Write out again, exactly, the lines below starting at the one with "filename crates/testflow-web/src/driver.rs" and ending at the one with "suficiente para tests".

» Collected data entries
..........

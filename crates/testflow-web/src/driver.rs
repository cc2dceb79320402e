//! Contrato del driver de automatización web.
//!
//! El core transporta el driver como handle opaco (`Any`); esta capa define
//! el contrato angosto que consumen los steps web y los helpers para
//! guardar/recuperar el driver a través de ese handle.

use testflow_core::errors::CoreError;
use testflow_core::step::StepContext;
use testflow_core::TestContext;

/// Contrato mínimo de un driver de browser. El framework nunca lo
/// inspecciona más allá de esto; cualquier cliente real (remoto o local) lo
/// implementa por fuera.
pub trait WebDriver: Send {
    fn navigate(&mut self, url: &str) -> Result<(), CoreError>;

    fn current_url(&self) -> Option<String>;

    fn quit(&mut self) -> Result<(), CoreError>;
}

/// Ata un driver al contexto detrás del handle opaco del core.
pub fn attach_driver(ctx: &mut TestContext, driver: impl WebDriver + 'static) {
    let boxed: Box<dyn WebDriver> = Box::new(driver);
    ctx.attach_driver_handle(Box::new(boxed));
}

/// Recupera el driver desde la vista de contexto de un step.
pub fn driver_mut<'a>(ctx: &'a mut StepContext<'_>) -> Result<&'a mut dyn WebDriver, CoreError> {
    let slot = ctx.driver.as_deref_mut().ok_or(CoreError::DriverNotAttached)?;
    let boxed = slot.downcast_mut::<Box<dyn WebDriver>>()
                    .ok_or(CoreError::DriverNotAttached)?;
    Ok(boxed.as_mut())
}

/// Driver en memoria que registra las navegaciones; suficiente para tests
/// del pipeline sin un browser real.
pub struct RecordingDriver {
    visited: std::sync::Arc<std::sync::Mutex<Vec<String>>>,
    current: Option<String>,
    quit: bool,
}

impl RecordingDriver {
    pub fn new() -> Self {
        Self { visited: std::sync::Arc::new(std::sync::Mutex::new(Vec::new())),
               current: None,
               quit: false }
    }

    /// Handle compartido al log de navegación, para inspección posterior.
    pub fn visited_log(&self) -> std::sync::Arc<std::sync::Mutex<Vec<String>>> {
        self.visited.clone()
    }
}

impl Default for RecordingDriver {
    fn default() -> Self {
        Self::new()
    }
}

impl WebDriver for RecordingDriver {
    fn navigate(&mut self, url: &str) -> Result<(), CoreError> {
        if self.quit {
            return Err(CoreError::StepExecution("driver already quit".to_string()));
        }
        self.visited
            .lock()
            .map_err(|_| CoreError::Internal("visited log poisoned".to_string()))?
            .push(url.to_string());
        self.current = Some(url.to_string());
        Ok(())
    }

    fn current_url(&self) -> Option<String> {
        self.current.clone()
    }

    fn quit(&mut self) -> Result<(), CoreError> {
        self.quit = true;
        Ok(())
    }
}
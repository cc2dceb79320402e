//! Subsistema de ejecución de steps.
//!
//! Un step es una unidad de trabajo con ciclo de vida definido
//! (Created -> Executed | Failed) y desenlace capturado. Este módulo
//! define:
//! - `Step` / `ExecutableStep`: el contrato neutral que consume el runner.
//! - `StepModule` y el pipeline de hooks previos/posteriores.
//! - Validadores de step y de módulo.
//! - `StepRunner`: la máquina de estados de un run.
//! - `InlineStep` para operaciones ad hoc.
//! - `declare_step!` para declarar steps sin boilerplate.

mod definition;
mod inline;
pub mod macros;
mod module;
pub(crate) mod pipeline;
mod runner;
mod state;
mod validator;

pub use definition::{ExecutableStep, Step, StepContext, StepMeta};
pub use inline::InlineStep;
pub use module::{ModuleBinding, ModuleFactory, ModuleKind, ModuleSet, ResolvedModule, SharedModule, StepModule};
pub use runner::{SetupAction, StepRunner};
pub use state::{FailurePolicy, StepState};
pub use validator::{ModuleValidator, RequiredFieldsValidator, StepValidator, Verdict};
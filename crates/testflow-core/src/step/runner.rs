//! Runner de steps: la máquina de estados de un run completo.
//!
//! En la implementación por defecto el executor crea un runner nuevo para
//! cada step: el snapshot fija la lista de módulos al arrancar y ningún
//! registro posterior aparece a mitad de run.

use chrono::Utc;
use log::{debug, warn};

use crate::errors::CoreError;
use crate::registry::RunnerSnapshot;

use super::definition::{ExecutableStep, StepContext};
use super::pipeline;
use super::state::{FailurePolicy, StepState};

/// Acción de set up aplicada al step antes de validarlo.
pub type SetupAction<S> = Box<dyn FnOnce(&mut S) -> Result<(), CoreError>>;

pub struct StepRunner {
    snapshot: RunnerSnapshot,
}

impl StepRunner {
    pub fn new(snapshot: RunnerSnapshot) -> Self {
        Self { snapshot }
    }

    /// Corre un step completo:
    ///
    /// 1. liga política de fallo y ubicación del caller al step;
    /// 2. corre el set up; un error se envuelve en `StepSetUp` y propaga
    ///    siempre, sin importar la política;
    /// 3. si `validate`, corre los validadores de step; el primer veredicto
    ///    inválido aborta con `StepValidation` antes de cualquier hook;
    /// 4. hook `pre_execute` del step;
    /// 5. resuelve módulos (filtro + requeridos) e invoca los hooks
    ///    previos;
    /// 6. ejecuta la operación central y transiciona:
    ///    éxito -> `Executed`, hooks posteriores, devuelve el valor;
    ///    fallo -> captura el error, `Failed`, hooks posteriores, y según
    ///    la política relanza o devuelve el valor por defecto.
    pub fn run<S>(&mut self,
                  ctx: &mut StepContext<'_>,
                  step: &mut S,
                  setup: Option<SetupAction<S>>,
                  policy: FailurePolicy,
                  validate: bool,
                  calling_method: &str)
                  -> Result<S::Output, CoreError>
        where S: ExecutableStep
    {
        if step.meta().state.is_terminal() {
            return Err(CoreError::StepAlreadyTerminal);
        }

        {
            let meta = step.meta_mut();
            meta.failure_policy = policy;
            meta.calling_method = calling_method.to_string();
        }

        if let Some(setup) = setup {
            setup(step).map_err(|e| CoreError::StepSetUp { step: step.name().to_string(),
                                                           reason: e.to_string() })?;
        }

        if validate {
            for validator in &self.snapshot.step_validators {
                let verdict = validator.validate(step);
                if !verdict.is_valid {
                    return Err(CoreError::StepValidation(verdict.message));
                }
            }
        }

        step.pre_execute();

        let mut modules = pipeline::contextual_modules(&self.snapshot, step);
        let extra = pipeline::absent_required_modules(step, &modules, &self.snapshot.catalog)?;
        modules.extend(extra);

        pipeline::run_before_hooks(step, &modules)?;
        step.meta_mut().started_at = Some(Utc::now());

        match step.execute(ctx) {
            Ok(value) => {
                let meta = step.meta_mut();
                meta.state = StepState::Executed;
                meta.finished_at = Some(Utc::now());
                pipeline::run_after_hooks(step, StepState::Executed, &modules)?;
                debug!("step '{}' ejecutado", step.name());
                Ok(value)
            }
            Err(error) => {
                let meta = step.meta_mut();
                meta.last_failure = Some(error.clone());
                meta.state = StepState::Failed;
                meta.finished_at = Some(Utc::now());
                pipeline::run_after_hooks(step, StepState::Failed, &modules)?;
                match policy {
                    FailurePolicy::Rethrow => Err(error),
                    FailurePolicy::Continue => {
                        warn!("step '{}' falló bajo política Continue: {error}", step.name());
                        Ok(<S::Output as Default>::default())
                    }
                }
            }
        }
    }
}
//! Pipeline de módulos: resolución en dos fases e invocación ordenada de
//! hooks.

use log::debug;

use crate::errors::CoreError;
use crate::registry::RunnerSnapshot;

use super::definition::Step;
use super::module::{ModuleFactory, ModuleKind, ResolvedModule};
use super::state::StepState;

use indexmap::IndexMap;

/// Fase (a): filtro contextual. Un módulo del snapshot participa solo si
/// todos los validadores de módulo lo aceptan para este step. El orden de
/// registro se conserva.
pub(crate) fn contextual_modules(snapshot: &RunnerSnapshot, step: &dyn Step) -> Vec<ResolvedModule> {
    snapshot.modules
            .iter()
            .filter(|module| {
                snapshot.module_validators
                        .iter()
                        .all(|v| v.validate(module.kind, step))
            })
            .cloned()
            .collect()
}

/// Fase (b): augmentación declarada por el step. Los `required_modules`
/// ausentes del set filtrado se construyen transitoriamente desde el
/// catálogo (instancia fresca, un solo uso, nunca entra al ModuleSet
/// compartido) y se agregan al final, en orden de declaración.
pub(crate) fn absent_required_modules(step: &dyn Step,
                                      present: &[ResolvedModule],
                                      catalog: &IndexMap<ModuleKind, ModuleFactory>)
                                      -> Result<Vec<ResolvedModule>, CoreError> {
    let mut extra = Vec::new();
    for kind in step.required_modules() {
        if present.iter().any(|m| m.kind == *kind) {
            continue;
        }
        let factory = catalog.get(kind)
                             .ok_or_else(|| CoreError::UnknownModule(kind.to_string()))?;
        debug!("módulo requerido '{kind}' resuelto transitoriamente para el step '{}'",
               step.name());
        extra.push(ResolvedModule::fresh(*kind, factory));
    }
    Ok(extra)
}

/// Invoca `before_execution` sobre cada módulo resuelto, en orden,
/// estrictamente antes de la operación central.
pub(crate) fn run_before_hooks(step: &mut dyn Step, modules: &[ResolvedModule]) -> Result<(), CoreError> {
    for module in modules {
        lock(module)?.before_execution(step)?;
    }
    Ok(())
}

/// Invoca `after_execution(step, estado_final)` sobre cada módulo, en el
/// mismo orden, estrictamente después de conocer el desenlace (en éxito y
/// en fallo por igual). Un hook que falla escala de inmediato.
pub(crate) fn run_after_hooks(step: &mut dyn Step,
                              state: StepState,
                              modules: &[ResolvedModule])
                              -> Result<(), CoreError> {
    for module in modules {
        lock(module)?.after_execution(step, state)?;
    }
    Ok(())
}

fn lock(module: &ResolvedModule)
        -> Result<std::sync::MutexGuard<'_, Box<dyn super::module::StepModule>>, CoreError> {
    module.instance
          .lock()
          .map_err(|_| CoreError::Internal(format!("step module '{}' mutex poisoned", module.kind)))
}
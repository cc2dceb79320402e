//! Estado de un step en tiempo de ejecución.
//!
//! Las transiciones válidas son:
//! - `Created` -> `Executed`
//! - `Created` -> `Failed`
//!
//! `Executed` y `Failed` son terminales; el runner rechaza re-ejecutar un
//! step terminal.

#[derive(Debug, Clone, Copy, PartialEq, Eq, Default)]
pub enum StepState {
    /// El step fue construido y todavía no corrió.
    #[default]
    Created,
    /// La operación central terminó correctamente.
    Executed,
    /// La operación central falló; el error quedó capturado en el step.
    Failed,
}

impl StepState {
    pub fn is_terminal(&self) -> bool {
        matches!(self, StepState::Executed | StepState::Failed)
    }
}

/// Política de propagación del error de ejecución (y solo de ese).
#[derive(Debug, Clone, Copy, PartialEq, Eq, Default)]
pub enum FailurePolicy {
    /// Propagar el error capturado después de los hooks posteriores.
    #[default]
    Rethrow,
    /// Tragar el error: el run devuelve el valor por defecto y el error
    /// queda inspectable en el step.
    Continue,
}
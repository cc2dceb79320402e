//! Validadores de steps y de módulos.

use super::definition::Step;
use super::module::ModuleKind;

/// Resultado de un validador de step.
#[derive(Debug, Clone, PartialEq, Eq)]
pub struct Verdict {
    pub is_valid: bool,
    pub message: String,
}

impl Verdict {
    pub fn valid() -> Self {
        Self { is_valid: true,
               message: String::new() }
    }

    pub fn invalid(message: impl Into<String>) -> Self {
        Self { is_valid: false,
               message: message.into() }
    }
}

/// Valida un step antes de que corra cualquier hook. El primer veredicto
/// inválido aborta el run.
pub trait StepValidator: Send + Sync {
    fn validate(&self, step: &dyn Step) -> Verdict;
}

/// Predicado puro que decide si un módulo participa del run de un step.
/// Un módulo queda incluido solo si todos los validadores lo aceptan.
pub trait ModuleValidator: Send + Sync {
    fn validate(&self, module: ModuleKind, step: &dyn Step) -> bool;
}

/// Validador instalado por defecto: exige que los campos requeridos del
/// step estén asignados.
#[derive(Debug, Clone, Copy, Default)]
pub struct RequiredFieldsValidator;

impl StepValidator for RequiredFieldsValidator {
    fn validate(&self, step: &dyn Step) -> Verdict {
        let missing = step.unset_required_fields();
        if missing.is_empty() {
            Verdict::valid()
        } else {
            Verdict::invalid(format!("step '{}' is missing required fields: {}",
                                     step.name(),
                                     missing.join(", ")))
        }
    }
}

..........

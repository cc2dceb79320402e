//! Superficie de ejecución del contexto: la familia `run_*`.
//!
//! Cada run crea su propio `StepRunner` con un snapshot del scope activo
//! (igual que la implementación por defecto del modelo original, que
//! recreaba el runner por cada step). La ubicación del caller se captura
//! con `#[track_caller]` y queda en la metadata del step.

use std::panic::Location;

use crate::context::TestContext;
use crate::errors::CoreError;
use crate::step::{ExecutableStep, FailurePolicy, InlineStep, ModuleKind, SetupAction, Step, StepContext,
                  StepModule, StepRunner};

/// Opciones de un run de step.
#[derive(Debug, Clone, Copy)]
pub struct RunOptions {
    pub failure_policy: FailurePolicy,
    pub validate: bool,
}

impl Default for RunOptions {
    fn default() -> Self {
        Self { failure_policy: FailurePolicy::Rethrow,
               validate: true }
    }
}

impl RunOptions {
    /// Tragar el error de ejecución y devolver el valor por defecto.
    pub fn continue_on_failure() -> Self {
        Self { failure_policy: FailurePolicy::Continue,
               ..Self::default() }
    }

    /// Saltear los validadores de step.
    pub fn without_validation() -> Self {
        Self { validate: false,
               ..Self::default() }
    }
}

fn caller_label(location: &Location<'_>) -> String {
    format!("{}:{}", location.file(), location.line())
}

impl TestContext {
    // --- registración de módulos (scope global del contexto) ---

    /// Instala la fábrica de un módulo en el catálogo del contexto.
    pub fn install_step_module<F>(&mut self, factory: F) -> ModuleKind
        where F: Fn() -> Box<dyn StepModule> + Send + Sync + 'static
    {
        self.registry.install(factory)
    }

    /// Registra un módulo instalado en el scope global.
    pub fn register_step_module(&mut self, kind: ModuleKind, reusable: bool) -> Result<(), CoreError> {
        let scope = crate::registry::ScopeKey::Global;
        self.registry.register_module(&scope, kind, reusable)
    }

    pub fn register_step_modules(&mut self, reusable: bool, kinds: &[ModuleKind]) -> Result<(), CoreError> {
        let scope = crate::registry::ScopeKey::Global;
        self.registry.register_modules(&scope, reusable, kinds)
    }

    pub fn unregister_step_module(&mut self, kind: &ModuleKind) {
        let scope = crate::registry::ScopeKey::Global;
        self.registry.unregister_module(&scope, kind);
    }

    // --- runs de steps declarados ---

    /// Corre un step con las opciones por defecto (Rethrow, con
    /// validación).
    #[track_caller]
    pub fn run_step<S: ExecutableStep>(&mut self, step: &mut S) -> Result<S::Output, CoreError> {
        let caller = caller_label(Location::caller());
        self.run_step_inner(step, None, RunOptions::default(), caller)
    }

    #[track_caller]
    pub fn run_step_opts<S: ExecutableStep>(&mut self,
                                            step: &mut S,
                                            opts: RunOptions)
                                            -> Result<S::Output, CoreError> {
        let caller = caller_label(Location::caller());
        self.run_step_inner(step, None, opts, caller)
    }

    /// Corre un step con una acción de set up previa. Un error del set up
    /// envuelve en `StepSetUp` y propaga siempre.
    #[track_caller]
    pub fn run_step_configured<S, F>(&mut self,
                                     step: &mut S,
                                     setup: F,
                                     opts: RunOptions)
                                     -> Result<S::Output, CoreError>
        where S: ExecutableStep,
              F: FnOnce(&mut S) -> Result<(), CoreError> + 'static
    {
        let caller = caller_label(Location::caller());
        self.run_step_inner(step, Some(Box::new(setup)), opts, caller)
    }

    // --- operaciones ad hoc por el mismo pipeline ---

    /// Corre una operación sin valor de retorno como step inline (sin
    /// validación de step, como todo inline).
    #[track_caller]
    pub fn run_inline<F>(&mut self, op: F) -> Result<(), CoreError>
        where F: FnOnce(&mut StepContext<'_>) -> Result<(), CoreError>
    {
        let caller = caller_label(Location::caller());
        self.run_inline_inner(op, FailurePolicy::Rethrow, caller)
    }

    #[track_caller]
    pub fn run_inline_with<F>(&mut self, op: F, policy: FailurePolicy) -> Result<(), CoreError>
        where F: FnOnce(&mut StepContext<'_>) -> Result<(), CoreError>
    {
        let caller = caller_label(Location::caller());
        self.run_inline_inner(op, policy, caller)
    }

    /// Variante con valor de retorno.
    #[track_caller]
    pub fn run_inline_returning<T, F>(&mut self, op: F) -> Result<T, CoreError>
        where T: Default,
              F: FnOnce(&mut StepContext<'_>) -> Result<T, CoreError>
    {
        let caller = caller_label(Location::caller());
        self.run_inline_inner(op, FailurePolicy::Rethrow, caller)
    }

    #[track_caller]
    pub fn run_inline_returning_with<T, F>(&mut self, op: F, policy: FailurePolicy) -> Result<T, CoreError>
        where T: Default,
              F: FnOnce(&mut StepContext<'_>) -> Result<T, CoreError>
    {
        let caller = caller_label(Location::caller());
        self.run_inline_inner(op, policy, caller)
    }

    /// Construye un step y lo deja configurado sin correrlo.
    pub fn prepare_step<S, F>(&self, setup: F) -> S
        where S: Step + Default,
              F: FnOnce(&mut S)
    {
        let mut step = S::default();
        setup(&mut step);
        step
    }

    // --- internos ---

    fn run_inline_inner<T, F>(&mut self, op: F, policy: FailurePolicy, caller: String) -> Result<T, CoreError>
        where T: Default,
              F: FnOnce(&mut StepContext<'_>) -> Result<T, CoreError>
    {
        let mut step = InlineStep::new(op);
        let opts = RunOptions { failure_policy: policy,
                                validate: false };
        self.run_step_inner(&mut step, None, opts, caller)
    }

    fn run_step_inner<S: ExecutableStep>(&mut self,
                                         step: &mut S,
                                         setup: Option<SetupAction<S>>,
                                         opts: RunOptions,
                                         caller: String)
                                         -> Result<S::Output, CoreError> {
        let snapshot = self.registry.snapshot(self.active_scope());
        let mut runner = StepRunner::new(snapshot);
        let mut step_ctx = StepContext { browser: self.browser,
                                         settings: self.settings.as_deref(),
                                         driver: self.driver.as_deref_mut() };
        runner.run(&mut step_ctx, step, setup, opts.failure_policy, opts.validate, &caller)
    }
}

..........

» Result for this task
filename crates/testflow-web/src/driver.rs
repository cc2dceb79320402e
//! Contrato del driver de automatización web.
//!
//! El core transporta el driver como handle opaco (`Any`); esta capa define
//! el contrato angosto que consumen los steps web y los helpers para
//! guardar/recuperar el driver a través de ese handle.

use testflow_core::errors::CoreError;
use testflow_core::step::StepContext;
use testflow_core::TestContext;

/// Contrato mínimo de un driver de browser. El framework nunca lo
/// inspecciona más allá de esto; cualquier cliente real (remoto o local) lo
/// implementa por fuera.
pub trait WebDriver: Send {
    fn navigate(&mut self, url: &str) -> Result<(), CoreError>;

    fn current_url(&self) -> Option<String>;

    fn quit(&mut self) -> Result<(), CoreError>;
}

/// Ata un driver al contexto detrás del handle opaco del core.
pub fn attach_driver(ctx: &mut TestContext, driver: impl WebDriver + 'static) {
    let boxed: Box<dyn WebDriver> = Box::new(driver);
    ctx.attach_driver_handle(Box::new(boxed));
}

/// Recupera el driver desde la vista de contexto de un step.
pub fn driver_mut<'a>(ctx: &'a mut StepContext<'_>) -> Result<&'a mut dyn WebDriver, CoreError> {
    let slot = ctx.driver.as_deref_mut().ok_or(CoreError::DriverNotAttached)?;
    let boxed = slot.downcast_mut::<Box<dyn WebDriver>>()
                    .ok_or(CoreError::DriverNotAttached)?;
    Ok(boxed.as_mut())
}

/// Driver en memoria que registra las navegaciones; suficiente para tests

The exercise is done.